Justin Trudeau Brings Breck Girl Authoritarianism To America's Hat
A warning for the next pandemic-like event.
Justin Trudeau is the kind of fifty year old man who writes Taylor Swift lyrics in birthday cards. That’s part of the problem. It’s almost impossible to view such a soft, well-coiffed, non-threatening cinnamon-topped pumpkin spice latte of a creature who owns a closet full of more fetching Halloween outfits than Bonnie McMurray as an intimidating globalist authoritarian bent on crushing anyone who opposes his favored pandemic policies. But that’s exactly what he is, and what he’s doing, and it should serve as a warning as we Americans (hopefully) are finally closer to the end than the beginning of this Covid authoritarianism: when the number of people defying remaining policies shrink, the state becomes all the more bent on crushing those who slip through their grasp — even to the point of invoking never before used emergency powers.
The defenders of such an authoritarian measure argue that this will impact very few people. But one could also say that about this:
New York City fired 1,430 municipal workers after they refused to get fully vaccinated for Covid-19 or submit proof of their shots, City Hall confirmed Monday. That figure represents less than 1 percent of the city’s 370,000-person workforce.
As this Tweeter observes, this ought to be a revelatory amount about the bureaucratic power of the state to do what it wants when deploying emergency methods in extralegal and sometimes very frightening ways.
Freedom is real, we tell ourselves, not an illusion. But that belief can only be maintained in a nation where your political views and the peaceful protest in favor of them do not result in you being branded a terrorist, your property stolen, and even your insurance taken away.
And there is a conceivable world where that is just the beginning. A YouGov poll last month found a majority of Democrats in support of confining the unvaccinated to their homes. In December, a majority of Democrats polled by Ipsos said that it should be legal to deny health care to the unvaccinated. A Rasmussen poll last month showed that nearly a third of Democrats supported unvaccinated parents losing custody of their kids — and one out of ten Independents agreed.
One hopes this last step would be so immediately unpopular if ever put into practice, that the state would never do such a thing. But in truth, isn’t this what they’re doing already with their maintained levels of mandates for children combined with the indoctrination agenda of schools both public and private? They’re even charging you for the privilege along the way.
The problem is the people who want to get around this policy, arranged and constructed by the best and brightest for their own betterment, by using the excuse of that “freedom”, as if they were supposed to take it literally. David Harsanyi writes:
The Canadian Broadcasting Corporation recently set out to explain why the word “freedom” has become a “useful rallying cry” for protesters in the trucking convoy. Freedom, it added, “has become common among far-right groups, experts say.” …
Take Gary Mason, a national affairs columnist at the Globe and Mail, who contends that truck-protest supporters such as Conservative MP Pierre Poilievre “have weaponized” the word “freedom” — a “word that gets bandied about a lot these days, but has mostly been co-opted by the alt-right, both here and in the U.S.”
The problem isn’t merely that Mason insinuates that anyone using the rhetoric of liberty is on the “far right,” or that he doesn’t seem to comprehend the difference between negative and positive liberties. Mason takes the authoritarian position — shared by Canadian prime minister Justin Trudeau, who says that protesting truckers hold “unacceptable views” — that speech is no longer a genuine liberty if it is used for allegedly “selfish, malicious purposes.”
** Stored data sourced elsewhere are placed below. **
//! SM-2 family interval and ease-factor update rule.
//!
//! All math in f64, single round at the end. No I/O.

/// Ease factor can never drop below this, no matter how many low-quality
/// ratings accumulate.
pub const MIN_EASE_FACTOR: f64 = 1.3;

/// Starting ease for a topic with no review history.
pub const INITIAL_EASE_FACTOR: f64 = 2.5;

/// Ratings below this count as a lapse.
pub const LAPSE_THRESHOLD: i32 = 3;

#[derive(Debug, Clone, Copy, PartialEq)]
pub struct IntervalOutcome {
    pub next_interval_days: i32,
    pub ease_factor: f64,
}

/// Computes the next review interval and updated ease factor from a single
/// graded review.
///
/// Callers validate `quality_rating` before reaching this function; it still
/// clamps to 0..=5 and floors the incoming interval at one day so the output
/// contract (`next_interval_days >= 1`, `ease_factor >= 1.3`) holds for any
/// input.
pub fn compute_next_interval(
    quality_rating: i32,
    current_interval_days: i32,
    ease_factor: f64,
    repetition_number: i32,
) -> IntervalOutcome {
    let quality = quality_rating.clamp(0, 5);
    let interval = current_interval_days.max(1);

    let miss = (5 - quality) as f64;
    let ease = (ease_factor + (0.1 - miss * (0.08 + miss * 0.02))).max(MIN_EASE_FACTOR);

    let next_interval_days = if quality < LAPSE_THRESHOLD {
        // A failed recall forces an immediate short interval regardless of
        // how long the topic had been scheduled out.
        1
    } else {
        match repetition_number {
            r if r <= 1 => 1,
            2 => 6,
            _ => (interval as f64 * ease).round().max(1.0) as i32,
        }
    };

    IntervalOutcome {
        next_interval_days,
        ease_factor: ease,
    }
}
//! JSON endpoints for creating, reading, updating and deleting expenses.

use std::sync::{
    Arc,
    atomic::{AtomicBool, Ordering},
};

use axum::{
    Json,
    extract::{FromRef, Path, State},
    http::StatusCode,
};
use rusqlite::Connection;
use time::Date;

use crate::{
    AppState,
    error::{ApiError, JsonBody},
    expense::{
        Expense, ExpenseForm, ExpenseId, ExpenseService, ExpenseUpdateForm, ServiceError,
    },
    pool::ConnectionPool,
    timezone::local_today,
};

/// The state needed by the expense endpoints.
#[derive(Debug, Clone)]
pub struct ExpenseEndpointState {
    /// The pool each request borrows one connection from.
    pub pool: ConnectionPool,
    /// The local timezone as a canonical timezone name, e.g. "Pacific/Auckland".
    pub local_timezone: String,
}

impl FromRef<AppState> for ExpenseEndpointState {
    fn from_ref(state: &AppState) -> Self {
        Self {
            pool: state.pool.clone(),
            local_timezone: state.local_timezone.clone(),
        }
    }
}

impl ExpenseEndpointState {
    fn today(&self) -> Result<Date, ApiError> {
        local_today(&self.local_timezone).ok_or_else(|| {
            tracing::error!("Invalid timezone {}", self.local_timezone);
            ApiError::Internal
        })
    }
}

/// Sets its flag when dropped, i.e. when the request future is abandoned.
struct CancelOnDrop(Arc<AtomicBool>);

impl Drop for CancelOnDrop {
    fn drop(&mut self) {
        self.0.store(true, Ordering::Release);
    }
}

/// Turns every commit on `connection` into a rollback once `cancelled` is set.
///
/// The hook is removed when the guard is dropped, before the connection goes
/// back to the pool.
struct CommitHookGuard<'c> {
    connection: &'c Connection,
}

impl<'c> CommitHookGuard<'c> {
    fn install(connection: &'c Connection, cancelled: Arc<AtomicBool>) -> Result<Self, ApiError> {
        connection
            .commit_hook(Some(move || cancelled.load(Ordering::Acquire)))
            .map_err(|error| {
                tracing::error!("Could not install commit hook: {error}");
                ApiError::Internal
            })?;

        Ok(Self { connection })
    }
}

impl Drop for CommitHookGuard<'_> {
    fn drop(&mut self) {
        if let Err(error) = self.connection.commit_hook(None::<fn() -> bool>) {
            tracing::error!("Could not remove commit hook: {error}");
        }
    }
}

/// Run `operation` on a blocking thread with a service over one pooled connection.
///
/// The connection goes back to the pool when `operation` returns, whether it
/// succeeded or not. If the returned future is dropped before `operation`
/// finishes, e.g. because the client disconnected, any write it has not yet
/// committed is rolled back.
async fn with_service<T, F>(pool: ConnectionPool, operation: F) -> Result<T, ApiError>
where
    T: Send + 'static,
    F: FnOnce(&ExpenseService<'_>) -> Result<T, ServiceError> + Send + 'static,
{
    let cancelled = Arc::new(AtomicBool::new(false));
    let _cancel_on_drop = CancelOnDrop(Arc::clone(&cancelled));

    tokio::task::spawn_blocking(move || -> Result<T, ApiError> {
        if cancelled.load(Ordering::Acquire) {
            tracing::debug!("Request was abandoned before it reached the database");
            return Err(ApiError::Internal);
        }

        let connection = pool.acquire()?;
        let _commit_hook = CommitHookGuard::install(&connection, Arc::clone(&cancelled))?;
        let service = ExpenseService::new(&connection);

        let result = operation(&service);

        if cancelled.load(Ordering::Acquire) {
            tracing::warn!("Request was abandoned, its changes were rolled back");
        }

        Ok(result?)
    })
    .await
    .map_err(|error| {
        tracing::error!("Expense task did not run to completion: {error}");
        ApiError::Internal
    })?
}

/// Create an expense from the JSON request body.
///
/// Responds with `201 Created` and the stored expense.
pub async fn create_expense_endpoint(
    State(state): State<ExpenseEndpointState>,
    JsonBody(form): JsonBody<ExpenseForm>,
) -> Result<(StatusCode, Json<Expense>), ApiError> {
    let new_expense = form.validate(state.today()?)?;

    let expense = with_service(state.pool, move |service| service.create(new_expense)).await?;

    Ok((StatusCode::CREATED, Json(expense)))
}

/// List every expense, most recent first.
pub async fn get_expenses_endpoint(
    State(state): State<ExpenseEndpointState>,
) -> Result<Json<Vec<Expense>>, ApiError> {
    with_service(state.pool, |service| service.get_all())
        .await
        .map(Json)
}

/// Get a single expense.
pub async fn get_expense_endpoint(
    Path(expense_id): Path<ExpenseId>,
    State(state): State<ExpenseEndpointState>,
) -> Result<Json<Expense>, ApiError> {
    with_service(state.pool, move |service| service.get_by_id(expense_id))
        .await?
        .map(Json)
        .ok_or_else(|| ServiceError::ExpenseNotFound(expense_id).into())
}

/// Apply a partial update from the JSON request body to an expense.
pub async fn update_expense_endpoint(
    Path(expense_id): Path<ExpenseId>,
    State(state): State<ExpenseEndpointState>,
    JsonBody(form): JsonBody<ExpenseUpdateForm>,
) -> Result<Json<Expense>, ApiError> {
    let update = form.validate(state.today()?)?;

    with_service(state.pool, move |service| service.update(expense_id, update))
        .await
        .map(Json)
}

/// Delete an expense. Responds with `204 No Content`.
pub async fn delete_expense_endpoint(
    Path(expense_id): Path<ExpenseId>,
    State(state): State<ExpenseEndpointState>,
) -> Result<StatusCode, ApiError> {
    with_service(state.pool, move |service| service.delete(expense_id)).await?;

    Ok(StatusCode::NO_CONTENT)
}
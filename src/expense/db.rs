//! Database operations for expenses.

use std::str::FromStr;

use rusqlite::{Connection, OptionalExtension, Row, ToSql, params_from_iter, types::Type};
use rust_decimal::Decimal;
use time::OffsetDateTime;

use crate::{
    category::CategoryName,
    db::StoreError,
    expense::{Amount, Expense, ExpenseId, ExpenseUpdate, NewExpense},
};

const EXPENSE_COLUMNS: &str = "id, amount, category, description, date, created_at, updated_at";

/// Store a new expense and return it with its ID and timestamps filled in.
///
/// # Errors
/// Returns [StoreError::Storage] if there is an SQL error, in which case
/// nothing is stored.
pub fn create_expense(new_expense: NewExpense, connection: &Connection) -> Result<Expense, StoreError> {
    let transaction = connection.unchecked_transaction()?;
    let now = OffsetDateTime::now_utc();

    let expense = transaction
        .prepare(&format!(
            "INSERT INTO expense (amount, category, description, date, created_at, updated_at)
             VALUES (?1, ?2, ?3, ?4, ?5, ?5)
             RETURNING {EXPENSE_COLUMNS}"
        ))?
        .query_row(
            (
                new_expense.amount.to_string(),
                new_expense.category.as_ref(),
                new_expense.description,
                new_expense.date,
                now,
            ),
            map_expense_row,
        )?;

    transaction.commit()?;

    tracing::debug!("Created expense {}", expense.id);

    Ok(expense)
}

/// Retrieve a single expense by ID, or `None` if there is no such expense.
///
/// # Errors
/// Returns an error if there is an SQL error.
pub fn get_expense(id: ExpenseId, connection: &Connection) -> Result<Option<Expense>, StoreError> {
    connection
        .prepare(&format!("SELECT {EXPENSE_COLUMNS} FROM expense WHERE id = :id"))?
        .query_row(&[(":id", &id)], map_expense_row)
        .optional()
        .map_err(|error| error.into())
}

/// Retrieve every expense, most recent date first.
///
/// Expenses on the same date are ordered by when they were recorded, newest first.
///
/// # Errors
/// Returns an error if there is an SQL error.
pub fn get_all_expenses(connection: &Connection) -> Result<Vec<Expense>, StoreError> {
    connection
        .prepare(&format!(
            "SELECT {EXPENSE_COLUMNS} FROM expense ORDER BY date DESC, created_at DESC, id DESC"
        ))?
        .query_map([], map_expense_row)?
        .map(|maybe_expense| maybe_expense.map_err(|error| error.into()))
        .collect()
}

/// Change the fields set in `update` on the expense with `id`.
///
/// Returns the updated expense, or `None` if there is no expense with `id`.
/// An update with no fields set does not write anything and returns the
/// expense as it is stored. Otherwise `updated_at` is set to the current time.
///
/// # Errors
/// Returns [StoreError::Storage] if there is an SQL error, in which case
/// nothing is changed.
pub fn update_expense(
    id: ExpenseId,
    update: ExpenseUpdate,
    connection: &Connection,
) -> Result<Option<Expense>, StoreError> {
    if update.is_empty() {
        return get_expense(id, connection);
    }

    let mut assignments = Vec::new();
    let mut values: Vec<Box<dyn ToSql>> = Vec::new();

    if let Some(amount) = update.amount {
        values.push(Box::new(amount.to_string()));
        assignments.push(format!("amount = ?{}", values.len()));
    }

    if let Some(category) = update.category {
        values.push(Box::new(category.to_string()));
        assignments.push(format!("category = ?{}", values.len()));
    }

    if let Some(description) = update.description {
        values.push(Box::new(description));
        assignments.push(format!("description = ?{}", values.len()));
    }

    if let Some(date) = update.date {
        values.push(Box::new(date));
        assignments.push(format!("date = ?{}", values.len()));
    }

    values.push(Box::new(OffsetDateTime::now_utc()));
    assignments.push(format!("updated_at = ?{}", values.len()));

    values.push(Box::new(id));
    let query = format!(
        "UPDATE expense SET {} WHERE id = ?{} RETURNING {EXPENSE_COLUMNS}",
        assignments.join(", "),
        values.len()
    );

    let transaction = connection.unchecked_transaction()?;

    let maybe_expense = transaction
        .prepare(&query)?
        .query_row(params_from_iter(values.iter()), map_expense_row)
        .optional()?;

    match maybe_expense {
        Some(expense) => {
            transaction.commit()?;
            tracing::debug!("Updated expense {id}");
            Ok(Some(expense))
        }
        None => {
            transaction.rollback()?;
            Ok(None)
        }
    }
}

/// Delete the expense with `id`.
///
/// Returns `false` if there is no expense with `id`.
///
/// # Errors
/// Returns an error if there is an SQL error.
pub fn delete_expense(id: ExpenseId, connection: &Connection) -> Result<bool, StoreError> {
    let transaction = connection.unchecked_transaction()?;

    let rows_affected = transaction.execute("DELETE FROM expense WHERE id = ?1", [id])?;

    if rows_affected == 0 {
        transaction.rollback()?;
        return Ok(false);
    }

    transaction.commit()?;
    tracing::debug!("Deleted expense {id}");

    Ok(true)
}

/// Initialize the expense table and indexes.
pub fn create_expense_table(connection: &Connection) -> Result<(), rusqlite::Error> {
    connection.execute(
        "CREATE TABLE IF NOT EXISTS expense (
            id INTEGER PRIMARY KEY AUTOINCREMENT,
            amount TEXT NOT NULL,
            category TEXT NOT NULL,
            description TEXT,
            date TEXT NOT NULL,
            created_at TEXT NOT NULL,
            updated_at TEXT NOT NULL
            )",
        (),
    )?;

    connection.execute(
        "CREATE INDEX IF NOT EXISTS idx_expense_date_created_at ON expense(date, created_at);",
        (),
    )?;

    Ok(())
}

fn map_expense_row(row: &Row) -> Result<Expense, rusqlite::Error> {
    let id = row.get(0)?;
    let raw_amount: String = row.get(1)?;
    let amount = Decimal::from_str(&raw_amount)
        .map(Amount::new_unchecked)
        .map_err(|error| rusqlite::Error::FromSqlConversionFailure(1, Type::Text, Box::new(error)))?;
    let raw_category: String = row.get(2)?;
    let description = row.get(3)?;
    let date = row.get(4)?;
    let created_at = row.get(5)?;
    let updated_at = row.get(6)?;

    Ok(Expense {
        id,
        amount,
        category: CategoryName::new_unchecked(&raw_category),
        description,
        date,
        created_at,
        updated_at,
    })
}
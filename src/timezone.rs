//! Resolving the configured local timezone.

use time::{Date, OffsetDateTime, UtcOffset};
use time_tz::{Offset, TimeZone};

/// The current UTC offset of `canonical_timezone`, e.g. "Pacific/Auckland".
///
/// Returns `None` if `canonical_timezone` is not a known timezone name.
pub fn get_local_offset(canonical_timezone: &str) -> Option<UtcOffset> {
    time_tz::timezones::get_by_name(canonical_timezone)
        .map(|tz| tz.get_offset_utc(&OffsetDateTime::now_utc()).to_utc())
}

/// Today's date in `canonical_timezone`.
///
/// Returns `None` if `canonical_timezone` is not a known timezone name.
pub fn local_today(canonical_timezone: &str) -> Option<Date> {
    get_local_offset(canonical_timezone)
        .map(|offset| OffsetDateTime::now_utc().to_offset(offset).date())
}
Freedom isn’t contingent on Mason’s notions of selflessness, nor does it need to be sanctioned by the expert class to be enjoyed. You may disagree with them or their tactics, but truckers who oppose the state’s compelling individuals to inject themselves with a pharmaceutical are by definition protesting for personal “freedom.”
CNN correspondents will derisively note that while concerns regarding Covid mandates may have sparked the Canadian trucker protests, they have now “devolved” into “anger” over “too many government restrictions and they want their freedom back, whatever that means.” This reminds me of the habit journalists have of placing the phrase “religious liberty” between quotation marks to insinuate that the idea is either misleading or a loaded term (never do we see the same done for “social justice” or “women’s rights” or any other similarly debatable phrases).
They know well what it means. They simply don’t appreciate the freedom in question.
The question that I have is: if the above poll numbers are accurate in the wake of this pandemic, if they truly demonstrate the lessons that a major portion of a major party have taken from it, what will the policy response of the state look like for the next one?
If not based on a similar experience to Covid, the next terrifying, state-empowering event, whether real or media hyped, will build on this suspicion of freedom and faith in the state. For as many skeptics as it has created of government and health authorities and complicit media, for as much of a backlash that has followed and will follow politically, there are also those Americans who have taken the opposite lesson and will hold on to it til their knuckles turn white: that the only thing they got wrong was not being harsher from the beginning to effectively eradicate all those who question their power.